According to another driving method, each individual electrode 35 may be set at potential different from the potential of the common electrode 34 in advance. In this method, the individual electrode 35 is once set at the same potential as the common electrode 34 whenever there is an ejection request. After that, the individual electrode 35 is set at potential different from the potential of the common electrode 34 again at predetermined timing. In this case, the piezoelectric sheets 41-44 are restored to their initial shapes at the timing when the individual electrode 35 has the same potential as that of the common electrode 34. Thus, the volume of the pressure chamber 10 increases in comparison with its initial volume (in the state where the individual electrode 35 and the common electrode 34 are different in potential), so that ink is sucked into the pressure chamber 10 through the sub-manifold flow path 5 a. After that, the piezoelectric sheets 41-44 are deformed to be convex on the pressure chamber 10 side at the timing when the individual electrode 35 is set at different potential from that of the common electrode 34. Due to reduction in volume of the pressure chamber 10, the pressure on ink increases so that the ink is ejected.

<Method for Manufacturing Inkjet Head>

Next, a method for manufacturing the inkjet head 1 will be described with reference to FIG. 8. FIG. 8 is a block diagram showing a method for manufacturing the inkjet head 1. As shown in FIG. 8, the method for manufacturing the inkjet head 1 includes a flow path unit producing step, an actuator unit producing step, a head body (bonded structure) producing step, a measuring step, a determining step, an FPC (electric power supply member) bonding step, and a classifying step.

The flow path unit producing step includes a step of producing the flow path unit 4 shown in FIG. 5. In the flow path unit producing step, the plates 22-30, that is, the cavity plate 22, the base plate 23, the aperture plate 24, the supply plate 25, the manifold plates 26, 27 and 28, the cover plate 29 and the nozzle plate 30 are bonded by an adhesive agent while being aligned with one another so as to form the individual ink flow paths 7 internally.

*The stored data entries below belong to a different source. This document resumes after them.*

//! Per-connection session actors.
//!
//! Every connection — accepted ([`ServerSession`]) or initiated
//! ([`ClientConnection`]) — runs the same actor set: one read task, one
//! write task, and one deadline supervisor per liveness clock. All mutable
//! connection state (frame buffer, output queue, cursors) is owned by
//! exactly one task, and cross-task communication happens over channels, so
//! no per-connection locks exist.
//!
//! The output queue is a bounded `mpsc` channel; pushing a packet wakes the
//! write loop through the channel itself rather than through a timer forced
//! into the past.

mod deadline;
mod dispatch;
mod io;

pub mod client;
pub mod server;

use std::sync::atomic::{AtomicU64, AtomicU8, Ordering};
use std::sync::Arc;
use std::time::Duration;

use tokio::sync::{mpsc, watch};

use crate::channel::Channel;
use crate::error::{FramecastError, Result};
use crate::protocol::{Packet, DEFAULT_MAX_PAYLOAD_SIZE};

pub use client::ClientConnection;
pub use deadline::{Deadline, DeadlineWatch};
pub use dispatch::{BoxFuture, Dispatcher, PacketHandler};
pub(crate) use io::OutboundFrame;
pub use server::ServerSession;

/// Default input deadline: peer silent longer than this is dead.
pub const DEFAULT_INPUT_TIMEOUT: Duration = Duration::from_secs(30);

/// Default output deadline: a single write stuck longer than this is dead.
pub const DEFAULT_OUTPUT_TIMEOUT: Duration = Duration::from_secs(30);

/// Default per-endpoint connect timeout.
pub const DEFAULT_CONNECT_TIMEOUT: Duration = Duration::from_secs(60);

/// Default client heartbeat interval.
pub const DEFAULT_HEARTBEAT_INTERVAL: Duration = Duration::from_secs(2);

/// Default output queue capacity in packets.
pub const DEFAULT_QUEUE_CAPACITY: usize = 256;

/// Timeout and sizing configuration for one session.
///
/// Values are configuration, not structure: the same actor set runs with
/// any of them.
#[derive(Debug, Clone)]
pub struct SessionConfig {
    /// Input deadline; re-armed on every successful read.
    pub input_timeout: Duration,
    /// Output deadline; armed at the start of every write.
    pub output_timeout: Duration,
    /// Per-endpoint connect timeout (client only).
    pub connect_timeout: Duration,
    /// Idle interval after which the client write loop synthesizes a
    /// heartbeat (client only).
    pub heartbeat_interval: Duration,
    /// Largest payload a peer may announce.
    pub max_payload_size: u32,
    /// Output queue capacity in packets.
    pub queue_capacity: usize,
}

impl Default for SessionConfig {
    fn default() -> Self {
        Self {
            input_timeout: DEFAULT_INPUT_TIMEOUT,
            output_timeout: DEFAULT_OUTPUT_TIMEOUT,
            connect_timeout: DEFAULT_CONNECT_TIMEOUT,
            heartbeat_interval: DEFAULT_HEARTBEAT_INTERVAL,
            max_payload_size: DEFAULT_MAX_PAYLOAD_SIZE,
            queue_capacity: DEFAULT_QUEUE_CAPACITY,
        }
    }
}

/// Unique id for one session, used in log lines and the channel registry.
pub type SessionId = u64;

static NEXT_SESSION_ID: AtomicU64 = AtomicU64::new(1);

/// Lifecycle of a session. Transitions are one-way; `Stopped` is terminal.
#[derive(Debug, Clone, Copy, PartialEq, Eq, PartialOrd, Ord)]
#[repr(u8)]
pub enum SessionState {
    /// Created, actors not yet running.
    Joining = 0,
    /// Actors running, frames flowing.
    Active = 1,
    /// Teardown in progress.
    Stopping = 2,
    /// Terminal. The stop signal has tripped; the I/O tasks abandon any
    /// in-flight write, exit and release the socket as they observe it.
    Stopped = 3,
}

impl SessionState {
    fn from_u8(v: u8) -> Self {
        match v {
            0 => Self::Joining,
            1 => Self::Active,
            2 => Self::Stopping,
            _ => Self::Stopped,
        }
    }
}

struct Shared {
    id: SessionId,
    state: AtomicU8,
    stop: watch::Sender<bool>,
    channel: Option<Arc<Channel>>,
}

/// Cheap handle to a running session.
///
/// Clones share the same session. `send_packet` may be called from any
/// task; the packet lands on the session's own output queue and the write
/// loop wakes immediately.
#[derive(Clone)]
pub struct SessionHandle {
    shared: Arc<Shared>,
    queue: mpsc::Sender<OutboundFrame>,
}

impl SessionHandle {
    pub(crate) fn new(
        channel: Option<Arc<Channel>>,
        config: &SessionConfig,
    ) -> (
        Self,
        mpsc::Receiver<OutboundFrame>,
        watch::Receiver<bool>,
    ) {
        let (queue_tx, queue_rx) = mpsc::channel(config.queue_capacity);
        let (stop_tx, stop_rx) = watch::channel(false);
        let handle = Self {
            shared: Arc::new(Shared {
                id: NEXT_SESSION_ID.fetch_add(1, Ordering::Relaxed),
                state: AtomicU8::new(SessionState::Joining as u8),
                stop: stop_tx,
                channel,
            }),
            queue: queue_tx,
        };
        (handle, queue_rx, stop_rx)
    }

    /// This session's id.
    pub fn id(&self) -> SessionId {
        self.shared.id
    }

    /// Current lifecycle state.
    pub fn state(&self) -> SessionState {
        SessionState::from_u8(self.shared.state.load(Ordering::Acquire))
    }

    pub(crate) fn is_stopping(&self) -> bool {
        self.state() >= SessionState::Stopping
    }

    pub(crate) fn mark_active(&self) {
        let _ = self.shared.state.compare_exchange(
            SessionState::Joining as u8,
            SessionState::Active as u8,
            Ordering::AcqRel,
            Ordering::Acquire,
        );
    }

    /// Enqueue a packet on this session's output queue.
    ///
    /// Waits for queue space; fails with [`FramecastError::ConnectionClosed`]
    /// once the session is stopping.
    pub async fn send_packet(&self, packet: &Packet) -> Result<()> {
        let frame = OutboundFrame::encode(packet);
        self.queue
            .send(frame)
            .await
            .map_err(|_| FramecastError::ConnectionClosed)
    }

    /// Enqueue a packet without waiting.
    pub fn try_send_packet(&self, packet: &Packet) -> Result<()> {
        self.try_send_frame(OutboundFrame::encode(packet))
    }

    pub(crate) fn try_send_frame(&self, frame: OutboundFrame) -> Result<()> {
        self.queue.try_send(frame).map_err(|e| match e {
            mpsc::error::TrySendError::Full(_) => FramecastError::QueueFull,
            mpsc::error::TrySendError::Closed(_) => FramecastError::ConnectionClosed,
        })
    }

    /// Stop the session: leave the channel, signal both I/O tasks to exit
    /// (abandoning any in-flight write and closing the socket by drop),
    /// cancel all deadline supervisors and drop queued output.
    ///
    /// Safe to call any number of times from any task; only the first call
    /// acts. Read errors, write errors and deadline expiries all converge
    /// here.
    pub fn stop(&self) {
        let shared = &self.shared;
        let mut current = shared.state.load(Ordering::Acquire);
        loop {
            if current >= SessionState::Stopping as u8 {
                return;
            }
            match shared.state.compare_exchange(
                current,
                SessionState::Stopping as u8,
                Ordering::AcqRel,
                Ordering::Acquire,
            ) {
                Ok(_) => break,
                Err(actual) => current = actual,
            }
        }

        if let Some(channel) = &shared.channel {
            channel.leave(shared.id);
        }
        let _ = shared.stop.send(true);
        shared.state.store(SessionState::Stopped as u8, Ordering::Release);
        tracing::debug!(session = shared.id, "session stopped");
    }

    /// Wait until the session has stopped.
    pub async fn closed(&self) {
        let mut rx = self.shared.stop.subscribe();
        if *rx.borrow() {
            return;
        }
        let _ = rx.changed().await;
    }
}

impl std::fmt::Debug for SessionHandle {
    fn fmt(&self, f: &mut std::fmt::Formatter<'_>) -> std::fmt::Result {
        f.debug_struct("SessionHandle")
            .field("id", &self.id())
            .field("state", &self.state())
            .finish()
    }
}

/// Spawn a supervisor task that stops the session when `watch` expires.
pub(crate) fn spawn_deadline_supervisor(
    watch: DeadlineWatch,
    stop: watch::Receiver<bool>,
    handle: SessionHandle,
    which: &'static str,
) {
    tokio::spawn(async move {
        if deadline::supervise(watch, stop).await {
            tracing::warn!(
                session = handle.id(),
                deadline = which,
                "deadline expired, stopping session"
            );
            handle.stop();
        }
    });
}
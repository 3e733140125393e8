//! Protocol layer: wire format, packet codec, frame assembly, opcode space.
//!
//! The wire carries `[Header][Payload]` repeated, where the 8-byte header
//! holds the payload length and the opcode, both Big Endian. See
//! [`wire_format`] for the exact layout, [`Packet`] for the cursor-based
//! payload codec, and [`opcode`] for the reserved opcode space.

mod frame_buffer;
mod packet;
mod wire_format;

pub mod opcode;

pub use frame_buffer::{Frame, FrameBuffer};
pub use packet::{DecodeError, Packet};
pub use wire_format::{Header, DEFAULT_MAX_PAYLOAD_SIZE, HEADER_SIZE};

The actuator unit producing step includes a step of producing the actuator units 21. In the actuator unit producing step, the plural individual electrodes 35, the piezoelectric sheet 41, the common electrode 34 and the piezoelectric sheets 42-44 are sintered in turn by baking.

The head body producing step includes a step of producing the head body 70. In the head body producing step, the flow path unit 4 produced in the flow path unit producing step and the actuator units 21 produced in the actuator unit producing step are bonded by an adhesive agent. In this event, a plurality of bonded structures are produced in the head body 70. In each of the bonded structures, a partial region of the actuator units 21 including active portions corresponding to the individual electrodes 35 respectively has been bonded with a partial region of the flow path unit 4 forming the individual ink flow paths 7 corresponding to the individual electrodes 35 respectively.

The measuring step includes a step of measuring the frequency characteristic of impedance of each active portion in each bonded structure in the head body 70 produced in the head body producing step. The frequency characteristic of impedance of each active portion changes in accordance with the bonded state of the bonded structure corresponding to the active portion, as will be described later. A method for measuring the frequency characteristic of the impedance in the measuring step will be described with reference to FIG. 9. FIG. 9 is a view showing the method for measuring the frequency characteristic of impedance in an active portion. As shown in FIG. 9, a network analyzer 200 is used for measuring the frequency characteristic of impedance in each active portion. By use of a robot or the like, a probe of the network analyzer 200 is brought into contact with individual electrodes 35 corresponding to active portions to be measured, in turn, so as to measure the frequency characteristic of impedance.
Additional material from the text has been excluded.